Saturday, April 2, 2011


It is an extracellular protein.

It is obtained from cultured medium of group C-β hemolytic streptococci.

Mechanism of action:
It causes the conversion of plasminogen to plasmin. It causes the degradation of fibrinogen.
It also results in the breakdown of factor V and VII.

Its half life is half an hour. It is administered within 4 hours of myocardial infarction and is infused for 1 hour.

Therapeutic uses:
It is used for reopening of occluded shunts, arterial and deep vein thrombosis and acute myocardial infarction (in addition with aspirin this effect is increased).

Its loading intravenous dose is 2, 50,000 units. Then it will be given as a continuous infusion of 100,000 units per hour for 24-72 hours.

Adverse effects:
It may cause hemorrhage. In severe cases of hemorrhage, aminocaproic acid can be given as an antidote.

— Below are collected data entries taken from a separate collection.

//! Static interpretation lookup.
//!
//! # Responsibility
//! - Map every reduced number to its short meaning.
//! - Give each chart slot a display title.
//!
//! # Invariants
//! - The table has exactly one entry per legal `NumerologyNumber`.

use crate::model::chart::{ChartPosition, NumerologyChart};
use crate::model::number::NumerologyNumber;
use serde::Serialize;

/// Meaning of one reduced number.
#[derive(Debug, Clone, Copy, PartialEq, Eq, Serialize)]
pub struct NumberMeaning {
    pub number: u8,
    pub keyword: &'static str,
    pub summary: &'static str,
}

const MEANINGS: [NumberMeaning; 12] = [
    NumberMeaning {
        number: 1,
        keyword: "Liderança",
        summary: "Iniciativa, independência e coragem para abrir caminhos.",
    },
    NumberMeaning {
        number: 2,
        keyword: "Cooperação",
        summary: "Sensibilidade, diplomacia e talento para parcerias.",
    },
    NumberMeaning {
        number: 3,
        keyword: "Expressão",
        summary: "Criatividade, comunicação e alegria de viver.",
    },
    NumberMeaning {
        number: 4,
        keyword: "Estrutura",
        summary: "Disciplina, trabalho constante e bases sólidas.",
    },
    NumberMeaning {
        number: 5,
        keyword: "Liberdade",
        summary: "Mudança, curiosidade e adaptação a novas experiências.",
    },
    NumberMeaning {
        number: 6,
        keyword: "Responsabilidade",
        summary: "Cuidado com a família, harmonia e senso de dever.",
    },
    NumberMeaning {
        number: 7,
        keyword: "Introspecção",
        summary: "Estudo, fé e busca pelo conhecimento interior.",
    },
    NumberMeaning {
        number: 8,
        keyword: "Realização material",
        summary: "Ambição, gestão e poder de concretizar resultados.",
    },
    NumberMeaning {
        number: 9,
        keyword: "Humanitarismo",
        summary: "Compaixão, desapego e encerramento de ciclos.",
    },
    NumberMeaning {
        number: 11,
        keyword: "Inspiração",
        summary: "Número mestre da intuição e da iluminação espiritual.",
    },
    NumberMeaning {
        number: 22,
        keyword: "Construtor mestre",
        summary: "Número mestre que transforma visões em obras duradouras.",
    },
    NumberMeaning {
        number: 33,
        keyword: "Mestre do amor",
        summary: "Número mestre do serviço, da cura e da compaixão.",
    },
];

/// Meaning of `number`.
pub fn meaning(number: NumerologyNumber) -> &'static NumberMeaning {
    let index = match number.value() {
        11 => 9,
        22 => 10,
        33 => 11,
        digit => usize::from(digit) - 1,
    };
    &MEANINGS[index]
}

/// Display title of a chart slot.
pub fn position_title(position: ChartPosition) -> &'static str {
    match position {
        ChartPosition::Destiny => "Caminho do Destino",
        ChartPosition::Motivation => "Motivação",
        ChartPosition::InnerSelf => "Eu Íntimo",
        ChartPosition::Expression => "Expressão",
        ChartPosition::Merit => "Mérito",
        ChartPosition::Challenge1 => "Primeiro Desafio",
        ChartPosition::Challenge2 => "Segundo Desafio",
        ChartPosition::Challenge3 => "Terceiro Desafio",
        ChartPosition::BiggestChallenge => "Desafio Principal",
        ChartPosition::Cycle1 => "Ciclo Formativo",
        ChartPosition::Cycle2 => "Ciclo Produtivo",
        ChartPosition::Cycle3 => "Ciclo da Colheita",
        ChartPosition::Realization1 => "Primeira Realização",
        ChartPosition::Realization2 => "Segunda Realização",
        ChartPosition::Realization3 => "Terceira Realização",
        ChartPosition::Realization4 => "Quarta Realização",
        ChartPosition::PersonalYear => "Ano Pessoal",
        ChartPosition::PersonalMonth => "Mês Pessoal",
    }
}

/// One interpreted chart slot.
#[derive(Debug, Clone, Copy, PartialEq, Eq, Serialize)]
pub struct PositionReading {
    pub position: ChartPosition,
    pub title: &'static str,
    pub number: NumerologyNumber,
    pub meaning: &'static NumberMeaning,
}

/// Reads every slot of `chart`, in display order.
pub fn interpret(chart: &NumerologyChart) -> Vec<PositionReading> {
    ChartPosition::ALL
        .iter()
        .map(|&position| {
            let number = chart.number_at(position);
            PositionReading {
                position,
                title: position_title(position),
                number,
                meaning: meaning(number),
            }
        })
        .collect()
}

impl NumerologyChart {
    /// Same as [`interpret`].
    pub fn interpretations(&self) -> Vec<PositionReading> {
        interpret(self)
    }
}

#[cfg(test)]
mod tests {
    use super::{interpret, meaning};
    use crate::engine::chart::NumerologyEngine;
    use crate::model::chart::ChartPosition;
    use crate::model::number::NumerologyNumber;
    use chrono::NaiveDate;

    #[test]
    fn every_legal_number_has_its_own_entry() {
        for value in [1, 2, 3, 4, 5, 6, 7, 8, 9, 11, 22, 33] {
            let number = NumerologyNumber::new(value).unwrap();
            assert_eq!(u32::from(meaning(number).number), value);
        }
    }

    #[test]
    fn interpret_covers_every_position() {
        let as_of = NaiveDate::from_ymd_opt(2026, 10, 17).unwrap();
        let chart = NumerologyEngine::default()
            .calculate("Ana Souza", "15/06/1990", as_of)
            .unwrap();

        let readings = interpret(&chart);
        assert_eq!(readings.len(), ChartPosition::ALL.len());
        assert_eq!(readings[0].position, ChartPosition::Destiny);
        assert_eq!(readings[0].number, chart.destiny);
        assert_eq!(readings[0].meaning.number, chart.destiny.value());
        assert_eq!(chart.interpretations(), readings);
    }
}
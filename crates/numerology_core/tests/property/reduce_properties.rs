use chrono::NaiveDate;
use numerology_core::engine::digit_sum;
use numerology_core::{reduce, NumerologyEngine, NumerologyNumber};
use proptest::prelude::*;

fn is_legal(value: u8) -> bool {
    matches!(value, 1..=9 | 11 | 22 | 33)
}

proptest! {
    #[test]
    fn reduce_output_is_always_legal(n in 0u32..10_000_000) {
        prop_assert!(is_legal(reduce(n).value()));
    }

    #[test]
    fn reduce_is_idempotent(n in 0u32..10_000_000) {
        let once = reduce(n);
        prop_assert_eq!(reduce(once.get()), once);
    }

    #[test]
    fn reduce_preserves_digit_sum_root_for_non_masters(n in 1u32..10_000_000) {
        let reduced = reduce(n);
        if !reduced.is_master() {
            // Casting out nines: the root of n modulo 9 survives reduction.
            prop_assert_eq!(reduced.get() % 9, n % 9);
        }
    }

    #[test]
    fn digit_sum_never_exceeds_input(n in 0u32..10_000_000) {
        prop_assert!(digit_sum(n) <= n);
    }

    #[test]
    fn every_chart_number_is_legal(
        day in 1u32..=28,
        month in 1u32..=12,
        year in 1900i32..=2025,
        name in "[A-Za-zÀ-ɏḀ-ỿ ]{1,40}",
    ) {
        let as_of = NaiveDate::from_ymd_opt(2026, 10, 17).unwrap();
        let birth = format!("{day:02}/{month:02}/{year:04}");
        let Ok(chart) = NumerologyEngine::default().calculate(&name, &birth, as_of) else {
            // Blank or letterless generated names are rejected up front.
            return Ok(());
        };

        let numbers: Vec<NumerologyNumber> = vec![
            chart.destiny,
            chart.motivation,
            chart.inner_self,
            chart.expression,
            chart.merit,
            chart.challenges.d1,
            chart.challenges.d2,
            chart.challenges.d3,
            chart.challenges.dm,
            chart.cycles.c1,
            chart.cycles.c2,
            chart.cycles.c3,
            chart.realizations.r1,
            chart.realizations.r2,
            chart.realizations.r3,
            chart.realizations.r4,
            chart.personal_year,
            chart.personal_month,
            chart.target_personal_year,
        ];
        for number in numbers {
            prop_assert!(is_legal(number.value()));
        }
    }
}
//! Core domain logic for Pythagorean numerology charts.
//! This crate is the single source of truth for chart numbers; UI, e-book
//! and history consumers read a computed `NumerologyChart` instead of
//! recomputing sub-numbers.

pub mod db;
pub mod engine;
pub mod interpretation;
pub mod logging;
pub mod model;
pub mod repo;
pub mod service;

pub use engine::{
    compare_charts, reduce, ChartComparison, ChartError, ConfigError, CycleBoundaries,
    EngineConfig, NumerologyEngine, RealizationTable,
};
pub use interpretation::{interpret, meaning, NumberMeaning, PositionReading};
pub use logging::{default_log_level, init_logging, logging_status, LoggingError};
pub use model::birth_date::{BirthDate, DateError};
pub use model::chart::{
    ChartPosition, Challenges, CyclePosition, LifeCycles, NumerologyChart, RealizationAges,
    RealizationPosition, Realizations,
};
pub use model::number::NumerologyNumber;
pub use model::person_name::{NameError, PersonName};
pub use repo::chart_repo::{
    ChartEntry, ChartId, ChartListQuery, ChartRecord, ChartRepository, RepoError, RepoResult,
    SqliteChartRepository,
};
pub use service::chart_service::{
    ChartListResult, ChartRequest, ChartService, ChartServiceError,
};

/// Minimal health-check API for early integration.
pub fn ping() -> &'static str {
    "pong"
}

/// Returns the core crate version.
pub fn core_version() -> &'static str {
    env!("CARGO_PKG_VERSION")
}
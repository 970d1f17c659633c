//! Digit-sum reduction with master-number exceptions.
//!
//! # Invariants
//! - `reduce` output is always in {1..9, 11, 22, 33}.
//! - 11, 22 and 33 are returned as soon as they appear, including as
//!   intermediate sums.
//! - `reduce(0)` is 9.

use crate::model::number::NumerologyNumber;

/// Sum of the decimal digits of `n`.
pub fn digit_sum(mut n: u32) -> u32 {
    let mut sum = 0;
    while n > 0 {
        sum += n % 10;
        n /= 10;
    }
    sum
}

/// Reduces `n` to a single digit or a master number.
///
/// Differences must be absolute-valued by the caller; see
/// [`reduce_difference`].
pub fn reduce(n: u32) -> NumerologyNumber {
    // Empty letter subsets and equal challenge operands land here.
    if n == 0 {
        return NumerologyNumber::ZERO_FALLBACK;
    }

    let mut current = n;
    loop {
        if let Some(number) = NumerologyNumber::new(current) {
            return number;
        }
        current = digit_sum(current);
    }
}

/// `reduce(|a - b|)`.
pub fn reduce_difference(a: NumerologyNumber, b: NumerologyNumber) -> NumerologyNumber {
    reduce(a.get().abs_diff(b.get()))
}

/// `reduce(a + b)`.
pub fn reduce_sum(a: NumerologyNumber, b: NumerologyNumber) -> NumerologyNumber {
    reduce(a.get() + b.get())
}

#[cfg(test)]
mod tests {
    use super::{digit_sum, reduce, reduce_difference};
    use crate::model::number::NumerologyNumber;

    fn n(value: u32) -> NumerologyNumber {
        NumerologyNumber::new(value).unwrap()
    }

    #[test]
    fn digit_sum_adds_every_digit() {
        assert_eq!(digit_sum(0), 0);
        assert_eq!(digit_sum(1990), 19);
        assert_eq!(digit_sum(2026), 10);
    }

    #[test]
    fn reduce_stops_at_master_numbers() {
        assert_eq!(reduce(11), n(11));
        assert_eq!(reduce(22), n(22));
        assert_eq!(reduce(33), n(33));
        // 29 -> 11, not 2
        assert_eq!(reduce(29), n(11));
        // 1993 -> 22
        assert_eq!(reduce(1993), n(22));
    }

    #[test]
    fn reduce_walks_through_ten() {
        assert_eq!(reduce(1990), n(1));
        assert_eq!(reduce(19), n(1));
        assert_eq!(reduce(10), n(1));
        assert_eq!(reduce(31), n(4));
    }

    #[test]
    fn reduce_zero_is_nine() {
        assert_eq!(reduce(0), n(9));
    }

    #[test]
    fn difference_is_absolute() {
        assert_eq!(reduce_difference(n(2), n(9)), n(7));
        assert_eq!(reduce_difference(n(9), n(2)), n(7));
        assert_eq!(reduce_difference(n(4), n(4)), n(9));
    }
}
//! Validated birth date.
//!
//! # Responsibility
//! - Parse the two date shapes accepted at the boundary (`DD/MM/YYYY` and
//!   ISO `YYYY-MM-DD`).
//! - Reject impossible calendar dates and dates after the reference day.
//! - Provide the calendar arithmetic (age, birthday reached) charts need.
//!
//! # Invariants
//! - A `BirthDate` always wraps a real calendar date with year >= 1.
//! - A `BirthDate` built by [`BirthDate::parse`] is never after `as_of`.

use chrono::{Datelike, NaiveDate};
use once_cell::sync::Lazy;
use regex::Regex;
use serde::{Deserialize, Serialize};
use std::error::Error;
use std::fmt::{Display, Formatter};

static DAY_FIRST_RE: Lazy<Regex> = Lazy::new(|| {
    Regex::new(r"^(\d{1,2})/(\d{1,2})/(\d{4})$").expect("valid day-first date regex")
});
static ISO_RE: Lazy<Regex> =
    Lazy::new(|| Regex::new(r"^(\d{4})-(\d{1,2})-(\d{1,2})$").expect("valid iso date regex"));

/// Birth date validation failure.
#[derive(Debug, Clone, PartialEq, Eq)]
pub enum DateError {
    /// Input is blank.
    Empty,
    /// Input matches neither `DD/MM/YYYY` nor `YYYY-MM-DD`.
    Unrecognized(String),
    /// Components do not name a real calendar day (e.g. 30/02).
    Impossible { day: u32, month: u32, year: i32 },
    /// Date lies after the reference day.
    InFuture { date: NaiveDate, as_of: NaiveDate },
}

impl Display for DateError {
    fn fmt(&self, f: &mut Formatter<'_>) -> std::fmt::Result {
        match self {
            Self::Empty => write!(f, "birth date is empty"),
            Self::Unrecognized(value) => write!(
                f,
                "birth date `{value}` is not in DD/MM/YYYY or YYYY-MM-DD format"
            ),
            Self::Impossible { day, month, year } => {
                write!(f, "birth date {day:02}/{month:02}/{year:04} does not exist")
            }
            Self::InFuture { date, as_of } => {
                write!(f, "birth date {date} is after reference date {as_of}")
            }
        }
    }
}

impl Error for DateError {}

/// Calendar birth date used by every date-derived chart number.
#[derive(Debug, Clone, Copy, PartialEq, Eq, PartialOrd, Ord, Hash, Serialize, Deserialize)]
#[serde(transparent)]
pub struct BirthDate(NaiveDate);

impl BirthDate {
    /// Parses `DD/MM/YYYY` or `YYYY-MM-DD` and validates against `as_of`.
    ///
    /// # Errors
    /// - [`DateError::Empty`] / [`DateError::Unrecognized`] for bad shapes.
    /// - [`DateError::Impossible`] for dates like 31/04 or 29/02 on
    ///   non-leap years.
    /// - [`DateError::InFuture`] when the date is after `as_of`.
    pub fn parse(input: &str, as_of: NaiveDate) -> Result<Self, DateError> {
        let trimmed = input.trim();
        if trimmed.is_empty() {
            return Err(DateError::Empty);
        }

        let (day, month, year) = if let Some(caps) = DAY_FIRST_RE.captures(trimmed) {
            parse_components(&caps[1], &caps[2], &caps[3])
                .ok_or_else(|| DateError::Unrecognized(trimmed.to_string()))?
        } else if let Some(caps) = ISO_RE.captures(trimmed) {
            parse_components(&caps[3], &caps[2], &caps[1])
                .ok_or_else(|| DateError::Unrecognized(trimmed.to_string()))?
        } else {
            return Err(DateError::Unrecognized(trimmed.to_string()));
        };

        Self::from_ymd(year, month, day, as_of)
    }

    /// Builds a birth date from numeric components.
    pub fn from_ymd(year: i32, month: u32, day: u32, as_of: NaiveDate) -> Result<Self, DateError> {
        let date = NaiveDate::from_ymd_opt(year, month, day)
            .filter(|_| year >= 1)
            .ok_or(DateError::Impossible { day, month, year })?;
        if date > as_of {
            return Err(DateError::InFuture { date, as_of });
        }
        Ok(Self(date))
    }

    pub fn date(&self) -> NaiveDate {
        self.0
    }

    pub fn day(&self) -> u32 {
        self.0.day()
    }

    pub fn month(&self) -> u32 {
        self.0.month()
    }

    pub fn year(&self) -> i32 {
        self.0.year()
    }

    /// Year as an unsigned value for digit arithmetic.
    pub fn year_digits(&self) -> u32 {
        self.0.year().unsigned_abs()
    }

    /// Whether `(today.month, today.day) >= (month, day)`.
    pub fn birthday_reached(&self, today: NaiveDate) -> bool {
        (today.month(), today.day()) >= (self.month(), self.day())
    }

    /// Completed years of life on `today`; 0 when `today` precedes the birth.
    pub fn age_on(&self, today: NaiveDate) -> u32 {
        let mut years = today.year() - self.year();
        if !self.birthday_reached(today) {
            years -= 1;
        }
        years.max(0).unsigned_abs()
    }
}

impl Display for BirthDate {
    fn fmt(&self, f: &mut Formatter<'_>) -> std::fmt::Result {
        write!(f, "{}", self.0.format("%d/%m/%Y"))
    }
}

fn parse_components(day: &str, month: &str, year: &str) -> Option<(u32, u32, i32)> {
    Some((day.parse().ok()?, month.parse().ok()?, year.parse().ok()?))
}
use std::path::Path;

use anyhow::Context as _;

use crate::{
    config::EngineConfig,
    foundation::error::{ReelError, ReelResult},
    scene::model::{GlobalSettings, Scene},
    scene::store::SceneStore,
};

#[derive(Clone, Debug, serde::Serialize, serde::Deserialize)]
/// On-disk storyboard: scenes, video-wide settings and optional engine tunables.
pub struct Storyboard {
    /// Video-wide settings.
    #[serde(default)]
    pub settings: GlobalSettings,
    /// Scenes in timeline order.
    pub scenes: Vec<Scene>,
    /// Engine configuration overrides.
    #[serde(default)]
    pub config: EngineConfig,
}

impl Storyboard {
    /// Parse a storyboard from JSON text.
    pub fn from_json_str(s: &str) -> ReelResult<Self> {
        serde_json::from_str(s).map_err(|e| ReelError::serde(e.to_string()))
    }

    /// Read and parse a storyboard JSON file.
    pub fn from_path(path: impl AsRef<Path>) -> ReelResult<Self> {
        let path = path.as_ref();
        let text = std::fs::read_to_string(path)
            .with_context(|| format!("read storyboard '{}'", path.display()))?;
        Self::from_json_str(&text)
    }

    /// Serialize as pretty JSON.
    pub fn to_json_pretty(&self) -> ReelResult<String> {
        serde_json::to_string_pretty(self).map_err(|e| ReelError::serde(e.to_string()))
    }

    /// Validate configuration and scenes.
    pub fn validate(&self) -> ReelResult<()> {
        self.config.validate()?;
        // Store construction checks non-emptiness, per-scene invariants and id uniqueness.
        SceneStore::new(self.scenes.clone()).map(|_| ())
    }

    /// Split into a validated store plus settings and config.
    pub fn into_parts(self) -> ReelResult<(SceneStore, GlobalSettings, EngineConfig)> {
        self.config.validate()?;
        let store = SceneStore::new(self.scenes)?;
        Ok((store, self.settings, self.config))
    }
}

#[cfg(test)]
#[path = "../../tests/unit/scene/storyboard.rs"]
mod tests;
use std::collections::BTreeMap;

use crate::{
    config::TransformConfig,
    foundation::core::{Point, PointerId, SceneId},
    foundation::error::{ReelError, ReelResult},
    scene::model::{GroupLayout, SceneUpdate, WordOverride},
    scene::store::SceneStore,
    transform::space::{clamp_components, handle_rotation_deg, screen_to_local},
};

#[derive(Clone, Copy, Debug, Default, PartialEq, Eq, Hash, serde::Serialize, serde::Deserialize)]
#[serde(rename_all = "snake_case")]
/// Which layer a pointer-down on the canvas manipulates. The two modes are mutually exclusive.
pub enum EditMode {
    /// Whole text block: move, rotate, scale.
    #[default]
    Group,
    /// Individual words: move.
    Word,
}

#[derive(Clone, Copy, Debug, PartialEq, Eq, Hash, serde::Serialize, serde::Deserialize)]
#[serde(rename_all = "snake_case")]
/// Gesture interpretation.
pub enum GestureKind {
    /// Translate the block by the screen delta.
    GroupMove,
    /// Set the block rotation from the pointer angle around its center.
    GroupRotate,
    /// Scale the block from the vertical drag distance.
    GroupScale,
    /// Translate one word inside the block's local frame.
    WordMove,
}

impl GestureKind {
    /// Edit mode in which this gesture may start.
    pub fn required_mode(self) -> EditMode {
        match self {
            Self::GroupMove | Self::GroupRotate | Self::GroupScale => EditMode::Group,
            Self::WordMove => EditMode::Word,
        }
    }
}

#[derive(Clone, Copy, Debug, PartialEq, Eq, Hash, PartialOrd, Ord, serde::Serialize)]
/// What a gesture manipulates.
pub enum GestureTarget {
    /// A scene's text block.
    Group(SceneId),
    /// One word of a scene.
    Word {
        /// Owning scene.
        scene: SceneId,
        /// Word index within the caption.
        index: usize,
    },
}

impl GestureTarget {
    /// Scene the target belongs to.
    pub fn scene(self) -> SceneId {
        match self {
            Self::Group(scene) | Self::Word { scene, .. } => scene,
        }
    }
}

#[derive(Clone, Copy, Debug, PartialEq)]
/// Pointer-down event that opens a gesture.
pub struct GestureBegin {
    /// Pointer that owns the gesture.
    pub pointer: PointerId,
    /// Interpretation of subsequent moves.
    pub kind: GestureKind,
    /// Manipulated block or word.
    pub target: GestureTarget,
    /// Pointer position at pointer-down, screen space.
    pub at: Point,
    /// Screen-space center of the group. Required by [`GestureKind::GroupRotate`], ignored by
    /// the other kinds.
    pub pivot: Option<Point>,
}

impl GestureBegin {
    /// Gesture without a pivot. Rotation gestures also need [`GestureBegin::with_pivot`].
    pub fn new(pointer: PointerId, kind: GestureKind, target: GestureTarget, at: Point) -> Self {
        Self {
            pointer,
            kind,
            target,
            at,
            pivot: None,
        }
    }

    /// Set the rotation pivot.
    pub fn with_pivot(mut self, pivot: Point) -> Self {
        self.pivot = Some(pivot);
        self
    }
}

#[derive(Clone, Debug, PartialEq, serde::Serialize)]
/// Layout record produced by a gesture move; a full replacement of the manipulated record.
pub enum LayoutUpdate {
    /// New group layout for a scene.
    Group {
        /// Scene to update.
        scene: SceneId,
        /// Replacement layout.
        layout: GroupLayout,
    },
    /// New override for one word.
    Word {
        /// Scene to update.
        scene: SceneId,
        /// Word index.
        index: usize,
        /// Replacement override.
        word: WordOverride,
    },
}

impl LayoutUpdate {
    /// Scene the update applies to.
    pub fn scene(&self) -> SceneId {
        match self {
            Self::Group { scene, .. } | Self::Word { scene, .. } => *scene,
        }
    }

    /// Write the record into the store.
    pub fn apply(self, store: &mut SceneStore) -> ReelResult<()> {
        match self {
            Self::Group { scene, layout } => store.update(scene, SceneUpdate::GroupLayout(layout)),
            Self::Word { scene, index, word } => store.set_word_override(scene, index, word),
        }
    }
}

#[derive(Clone, Debug)]
enum Snapshot {
    Group(GroupLayout),
    Word {
        group_rotation: f64,
        group_scale: f64,
        word: WordOverride,
    },
}

#[derive(Clone, Debug)]
struct ActiveGesture {
    kind: GestureKind,
    target: GestureTarget,
    start: Point,
    pivot: Point,
    snapshot: Snapshot,
}

/// Turns pointer gestures into layout records.
///
/// Holds one gesture per pointer and at most one per target. The controller never mutates the
/// store; callers apply the returned [`LayoutUpdate`]s.
#[derive(Debug, Default)]
pub struct TransformController {
    config: TransformConfig,
    active: BTreeMap<PointerId, ActiveGesture>,
}

impl TransformController {
    /// Controller with the given tunables.
    pub fn new(config: TransformConfig) -> Self {
        Self {
            config,
            active: BTreeMap::new(),
        }
    }

    /// Gesture tunables.
    pub fn config(&self) -> &TransformConfig {
        &self.config
    }

    /// Number of gestures in progress.
    pub fn active_count(&self) -> usize {
        self.active.len()
    }

    /// Target currently held by `pointer`.
    pub fn target_of(&self, pointer: PointerId) -> Option<GestureTarget> {
        self.active.get(&pointer).map(|g| g.target)
    }

    /// Open a gesture.
    ///
    /// Rejected when `kind` does not belong to `mode`, the scene is unknown, the word index is
    /// not a word of the current text, or a rotation has no pivot. A gesture already holding the same target is ended first.
    #[tracing::instrument(skip(self, store), fields(pointer = begin.pointer.0))]
    pub fn begin(
        &mut self,
        mode: EditMode,
        store: &SceneStore,
        begin: GestureBegin,
    ) -> ReelResult<()> {
        if begin.kind.required_mode() != mode {
            return Err(ReelError::gesture(format!(
                "{:?} is not available in {mode:?} edit mode",
                begin.kind
            )));
        }

        let pivot = match (begin.kind, begin.pivot) {
            (GestureKind::GroupRotate, None) => {
                return Err(ReelError::gesture("group-rotate needs a pivot"));
            }
            (_, pivot) => pivot.unwrap_or(begin.at),
        };

        let scene_id = begin.target.scene();
        let scene = store
            .get(scene_id)
            .ok_or_else(|| ReelError::scene_op(format!("unknown scene id {}", scene_id.0)))?;

        let snapshot = match (begin.kind, begin.target) {
            (GestureKind::WordMove, GestureTarget::Word { index, .. }) => {
                if index >= scene.word_count() {
                    return Err(ReelError::gesture(format!(
                        "word index {index} is beyond the caption"
                    )));
                }
                Snapshot::Word {
                    group_rotation: scene.group_layout.rotation,
                    group_scale: scene.group_layout.scale,
                    word: scene.word_layouts.get(&index).cloned().unwrap_or_default(),
                }
            }
            (GestureKind::WordMove, GestureTarget::Group(_)) => {
                return Err(ReelError::gesture("word-move needs a word target"));
            }
            (_, GestureTarget::Group(_)) => Snapshot::Group(scene.group_layout.clone()),
            (_, GestureTarget::Word { .. }) => {
                return Err(ReelError::gesture("group gestures need a group target"));
            }
        };

        self.active.retain(|_, g| g.target != begin.target);
        self.active.insert(
            begin.pointer,
            ActiveGesture {
                kind: begin.kind,
                target: begin.target,
                start: begin.at,
                pivot,
                snapshot,
            },
        );
        Ok(())
    }

    /// Pointer moved to `at`. Returns the updated record, or `None` when the pointer holds no
    /// gesture.
    pub fn move_to(&self, pointer: PointerId, at: Point) -> Option<LayoutUpdate> {
        let Some(g) = self.active.get(&pointer) else {
            tracing::debug!(pointer = pointer.0, "move without an active gesture");
            return None;
        };
        let delta = at - g.start;
        let scene = g.target.scene();
        let cfg = &self.config;

        let update = match (&g.snapshot, g.target) {
            (Snapshot::Group(initial), _) => {
                let mut layout = initial.clone();
                match g.kind {
                    GestureKind::GroupMove => {
                        let p = clamp_components(initial.position() + delta, cfg.move_limit_px);
                        layout.x = p.x;
                        layout.y = p.y;
                    }
                    GestureKind::GroupRotate => {
                        layout.rotation = handle_rotation_deg(g.pivot, at);
                    }
                    GestureKind::GroupScale => {
                        layout.scale = (initial.scale + delta.y * cfg.scale_per_px)
                            .clamp(cfg.min_scale, cfg.max_scale);
                    }
                    GestureKind::WordMove => return None,
                }
                LayoutUpdate::Group { scene, layout }
            }
            (
                Snapshot::Word {
                    group_rotation,
                    group_scale,
                    word,
                },
                GestureTarget::Word { index, .. },
            ) => {
                let local = screen_to_local(delta, *group_rotation, *group_scale);
                let offset = word.offset() + local;
                let word = WordOverride {
                    x: Some(offset.x),
                    y: Some(offset.y),
                    ..word.clone()
                };
                LayoutUpdate::Word { scene, index, word }
            }
            (Snapshot::Word { .. }, GestureTarget::Group(_)) => return None,
        };
        Some(update)
    }

    /// Close the pointer's gesture. Returns false when it held none.
    pub fn end(&mut self, pointer: PointerId) -> bool {
        let ended = self.active.remove(&pointer).is_some();
        if !ended {
            tracing::debug!(pointer = pointer.0, "end without an active gesture");
        }
        ended
    }

    /// Drop every gesture that targets `scene` (e.g. after it was removed).
    pub fn cancel_scene(&mut self, scene: SceneId) {
        self.active.retain(|_, g| g.target.scene() != scene);
    }

    /// Drop all gestures.
    pub fn cancel_all(&mut self) {
        self.active.clear();
    }
}

#[cfg(test)]
#[path = "../../tests/unit/transform/gesture.rs"]
mod tests;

Hypersensitivity reactions can also be developed such as rashes, fever and anaphylaxis. Antibodies developed due to streptococcal infection in some peoples may neutralize fibrinolytic properties of streptokinase. These antistreptococcal antibodies may cause fever, allergy and treatment ineffectiveness. In that case of treatment ineffectiveness more amount of streptokinase is to be administered.

Fever and shivering have also been observed in 1-4% of patients.